Professor Emeritus, Comparative Literature

Professor Emeritus, East Asian Languages and Cultures


  • Ph.D., Comparative Literature, University of Washington, 1979

About Sumie Jones

Sumie Jones is Professor Emerita in the Department of Comparative Literature, the Department of East Asian Languages and Cultures, and the Media School, at Indiana University, Bloomington, where she taught from 1978 to 2006. She held a position as a Residential Fellow at Indiana University's Institute for Advanced Study from 2008 to 2020, as well as visiting positions at Harvard University, the University of Tokyo, the International Center for Japanese Studies, Kyoto, and Rikkyo University, Tokyo.

She holds a B.A. in English Literature from Waseda University, Tokyo, and an MA and Ph.D. in Comparative Literature from the University of Washington, Seattle.

Specializing in 18th-century comparative literature and arts--English, French, Chinese and Japanese--with focus on Japan's Edo and Meiji periods--, Jones is known for her unique interpretation of literary, visual, and dramatic texts from the perspectives of psychoanalysis, semiotics, and theories of gender and sexuality. Her chief interest is in the relationship between word, image and performance as well as between the text and its reader/spectator. 

She has authored books and articles as well as delivering lectures, papers, and speeches in both English and Japanese. Retorikku to shite no Edo (The Rhetoric of Edoism) was followed by many publications comprising of comparative studies of Edo arts as in "William Hogarth and Kitao Masanobu: Reading Eighteenth-Century Pictorial Narratives" and "Shunbon o yomu watakushitachi" (How We Read Erotic Books of Edo).

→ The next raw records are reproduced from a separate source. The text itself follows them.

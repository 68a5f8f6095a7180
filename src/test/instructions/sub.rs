use super::*;

#[test]
fn no_borrow_sets_carry() {
    let processor = run_to_halt(&[
        isa::ld(Reg::A, Mode::Immediate, 0),
        5,
        isa::alu(AluOp::Sub, Mode::Immediate, 0),
        3,
        constants::OP_HLT,
    ]);

    assert_eq!(processor.register(Reg::A), 2);
    assert!(!processor.zero());
    assert!(processor.carry());
}

#[test]
fn borrow_clears_carry_and_wraps() {
    let processor = run_to_halt(&[
        isa::ld(Reg::A, Mode::Immediate, 0),
        3,
        isa::alu(AluOp::Sub, Mode::Immediate, 0),
        5,
        constants::OP_HLT,
    ]);

    assert_eq!(processor.register(Reg::A), 0xFE);
    assert!(!processor.zero());
    assert!(!processor.carry());
}

#[test]
fn equal_operands_set_zero_and_carry() {
    let processor = run_to_halt(&[
        isa::ld(Reg::A, Mode::Immediate, 0),
        7,
        isa::alu(AluOp::Sub, Mode::Immediate, 0),
        7,
        constants::OP_HLT,
    ]);

    assert_eq!(processor.register(Reg::A), 0);
    assert!(processor.zero());
    assert!(processor.carry());
}

#[test]
fn register_source() {
    let processor = run_to_halt(&[
        isa::ld(Reg::A, Mode::Immediate, 0),
        9,
        isa::ld(Reg::R1, Mode::Immediate, 0),
        4,
        isa::alu(AluOp::Sub, Mode::Register, 1),
        constants::OP_HLT,
    ]);

    assert_eq!(processor.register(Reg::A), 5);
}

Her translated works includes selections from Shunkintei Ryūō's staged narrative (ninjōbanashi) The Bad Girl Prefers Black and Yellow Plaid (Adamusume konomi no hachijō) and her theory of translation is represented by "Vanishing Boundaries: Translation in a Multilingual World."

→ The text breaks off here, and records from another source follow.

//! Loader and run loop for EDU-CPU program images.
//!
//! Programs arrive as object files ([`load_programs`]) or as one image
//! assembled in-process; [`execute`] drives a [`Processor`] to
//! completion, streaming output-port bytes to one writer and `--trace`
//! lines to another. The binary in this crate wires those to stdout and
//! stderr.

use std::io::Write;
use std::path::PathBuf;

use thiserror::Error;

use ecpu::constants::DEFAULT_MAX_CYCLES;
use ecpu::{Fault, FaultKind, Processor, Reg, StepResult};
use eobj::{Format, Image};

#[derive(Debug, Error)]
pub enum Error {
    #[error("loading \"{path}\" failed: {source}")]
    Load {
        path: PathBuf,
        #[source]
        source: eobj::Error,
    },
    #[error(
        "raw binary format ({path}) cannot be used when loading multiple files; use .hex or .srec"
    )]
    RawBinaryOverlay { path: PathBuf },
}

/// A program file parsed into an address map.
#[derive(Debug)]
pub struct LoadedProgram {
    pub path: PathBuf,
    pub format: Format,
    pub image: Image,
}

/// Reads and parses program files. A raw binary image claims the whole
/// address range from zero, so it is only allowed on its own.
pub fn load_programs(paths: &[&str]) -> Result<Vec<LoadedProgram>, Error> {
    let multiple = paths.len() > 1;
    let mut programs = Vec::with_capacity(paths.len());

    for path in paths {
        let (format, image) = eobj::read_file(path).map_err(|source| Error::Load {
            path: PathBuf::from(path),
            source,
        })?;
        if multiple && format == Format::Bin {
            return Err(Error::RawBinaryOverlay {
                path: PathBuf::from(path),
            });
        }
        programs.push(LoadedProgram {
            path: PathBuf::from(path),
            format,
            image,
        });
    }

    Ok(programs)
}

/// Describes addresses written by more than one file, one message per
/// conflicting file pair, at most eight addresses spelled out. Empty when
/// the images are disjoint.
pub fn overlap_diagnostics(programs: &[LoadedProgram]) -> Vec<String> {
    let mut messages = Vec::new();

    for (i, first) in programs.iter().enumerate() {
        for second in &programs[i + 1..] {
            let common = first.image.common_addresses(&second.image);
            if common.is_empty() {
                continue;
            }

            let shown: Vec<String> = common.iter().take(8).map(|a| format!("0x{:02X}", a)).collect();
            let suffix = if common.len() > 8 {
                format!(", ... ({} addresses total)", common.len())
            } else {
                String::new()
            };
            messages.push(format!(
                "Overlap between {} and {} at {}{}",
                first.path.display(),
                second.path.display(),
                shown.join(", "),
                suffix
            ));
        }
    }

    messages
}

/// Builds a processor with the images applied in order; later images
/// overlay earlier ones.
pub fn load_processor<'a, I: IntoIterator<Item = &'a Image>>(images: I) -> Processor {
    let mut processor = Processor::new();
    for image in images {
        for (addr, value) in image.iter() {
            processor.load(addr, value);
        }
    }
    processor
}

pub struct RunOptions {
    pub trace: bool,
    pub max_cycles: u64,
}

impl Default for RunOptions {
    fn default() -> RunOptions {
        RunOptions {
            trace: false,
            max_cycles: DEFAULT_MAX_CYCLES,
        }
    }
}

/// One `--trace` line: the machine state just before the next
/// instruction executes.
pub fn trace_line(processor: &Processor) -> String {
    let pc = processor.pc();
    format!(
        "  PC={:02X} OP={:02X}  A={:02X} R0={:02X} R1={:02X}  SP={} [{}{}]",
        pc,
        processor.memory().read(pc),
        processor.register(Reg::A),
        processor.register(Reg::R0),
        processor.register(Reg::R1),
        processor.sp(),
        if processor.zero() { "Z" } else { "." },
        if processor.carry() { "C" } else { "." },
    )
}

/// Runs the processor until it halts, faults or hits the cycle cap.
/// Output-port bytes stream to `out` as they are produced; trace lines
/// and the halt summary go to `err`.
pub fn execute<W: Write, E: Write>(
    processor: &mut Processor,
    options: &RunOptions,
    out: &mut W,
    err: &mut E,
) -> Result<u64, Fault> {
    let mut written = 0;

    let result = loop {
        if processor.halted() {
            break Ok(processor.cycles());
        }
        if processor.cycles() >= options.max_cycles {
            break Err(Fault {
                kind: FaultKind::CycleLimit(options.max_cycles),
                addr: processor.pc(),
                cycle: processor.cycles(),
            });
        }

        if options.trace {
            let _ = writeln!(err, "{}", trace_line(processor));
        }

        let step = processor.step();

        let output = processor.output();
        if output.len() > written {
            let _ = out.write_all(&output[written..]);
            let _ = out.flush();
            written = output.len();
        }

        match step {
            Ok(StepResult::Running) => {}
            Ok(StepResult::Done) => break Ok(processor.cycles()),
            Err(fault) => break Err(fault),
        }
    };

    if options.trace {
        if let Ok(cycles) = result {
            let _ = writeln!(err, "\nHalted after {} cycles.", cycles);
        }
    }

    result
}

With funding from the National Endowment for the Humanities, the Japan Foundation, the Toshiba International Foundation, Suntory Foundation, the Lilly Endowment, American Council of Learned Societies, and Social Science Research Council, Jones has led large-scale collaborative research projects: an international conference and exhibition on The Tale of Genji (1982), research workshops resulting in an international conference and exhibition on sexuality and image-making during the latter Edo period in Japan (1995), and the compilation of a three-volume anthology in English of early modern Japanese popular culture.

She is Editor-in-Chief and featured translator for her three-volume anthology of early modern Japanese urban literature, A Kamigata Anthology: Literature from Japan’s Metropolitan Centers, 1600-1750, An Edo Anthology: Literature from Japan’s Mega City, 1750-1850, and A Tokyo Anthology: Literature from Japan’s Modern Capital, 18501920.

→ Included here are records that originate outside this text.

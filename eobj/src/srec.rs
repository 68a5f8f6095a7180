//! Motorola S-records.
//!
//! Emitted layout: an `S0` header whose data field is `"EDU-CPU"`, `S1`
//! data records with 16-bit addresses, and the `S9 03 0000 FC` terminator.
//! The byte count covers address, data and checksum; the checksum is the
//! one's complement of the sum of the preceding record bytes.

use byteorder::{BigEndian, ByteOrder};

use crate::{Error, Image, Result, MAX_ADDR};

const HEADER_DATA: &[u8] = b"EDU-CPU";

/// Data bytes per emitted record.
const RUN_LEN: usize = 16;

fn checksum(record: &[u8]) -> u8 {
    !record.iter().fold(0u8, |acc, b| acc.wrapping_add(*b))
}

fn record(kind: char, addr: u16, data: &[u8]) -> String {
    let mut bytes = Vec::with_capacity(data.len() + 4);
    bytes.push((2 + data.len() + 1) as u8);
    let mut addr_buf = [0u8; 2];
    BigEndian::write_u16(&mut addr_buf, addr);
    bytes.extend_from_slice(&addr_buf);
    bytes.extend_from_slice(data);
    bytes.push(checksum(&bytes));
    format!("S{}{}", kind, hex::encode_upper(&bytes))
}

/// Serializes an image as S-records, header and terminator included.
pub fn generate(image: &Image) -> String {
    let mut lines = vec![record('0', 0x0000, HEADER_DATA)];

    for (base, data) in image.runs(RUN_LEN) {
        lines.push(record('1', u16::from(base), &data));
    }

    lines.push(record('9', 0x0000, &[]));
    lines.join("\n") + "\n"
}

/// Parses S-record text. Validates checksums and byte counts, stops at
/// the `S9` terminator; record types other than 0, 1 and 9 are skipped.
pub fn parse(text: &str) -> Result<Image> {
    let mut image = Image::new();

    for (index, raw_line) in text.lines().enumerate() {
        let line = index + 1;
        let trimmed = raw_line.trim();
        if trimmed.is_empty() {
            continue;
        }
        if !trimmed.starts_with('S') {
            return Err(Error::MissingStart { line, code: 'S' });
        }
        if trimmed.len() < 4 {
            return Err(Error::Short { line });
        }

        let kind = trimmed.as_bytes()[1];
        let record = hex::decode(&trimmed[2..]).map_err(|_| Error::BadHex { line })?;
        if record.is_empty() {
            return Err(Error::Short { line });
        }

        let count = record[0] as usize;
        if record.len() != count + 1 {
            return Err(Error::Count { line });
        }

        let found = record[record.len() - 1];
        let expected = checksum(&record[..record.len() - 1]);
        if expected != found {
            return Err(Error::Checksum {
                line,
                expected,
                found,
            });
        }

        match kind {
            b'0' => {}
            b'1' => {
                if record.len() < 4 {
                    return Err(Error::Short { line });
                }
                let addr = BigEndian::read_u16(&record[1..3]);
                for (i, byte) in record[3..record.len() - 1].iter().enumerate() {
                    let a = addr as usize + i;
                    if a <= MAX_ADDR {
                        image.insert(a as u8, *byte);
                    }
                }
            }
            b'9' => break,
            _ => {}
        }
    }

    Ok(image)
}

She has served as a member of the Northwest Asia Council of the Association for Asian Studies, Evaluator of proposals and Judges’ Panels for National Endowment for the Humanities, Advisory Board for the 13th Congress of International Comparative Literature Association, Publication Board of Languages and Literatures of the Modern Language Association. Editorial Board for Japan Review

Council for the Advancement and Support of Education (CASE) granted her and her co-organizer a citation award for a group of ten items prepared in connection with conference and exhibition on The Tale of Genji (1982), Indiana University granted her the Trustees Teaching Award (2002), and the Donald Keene Center for Japanese Culture, Columbia University, honored her with a Lindsley and Masao Miyoshi Lifetime-Achievement Prize for Translation and the Editing of Translation (2019).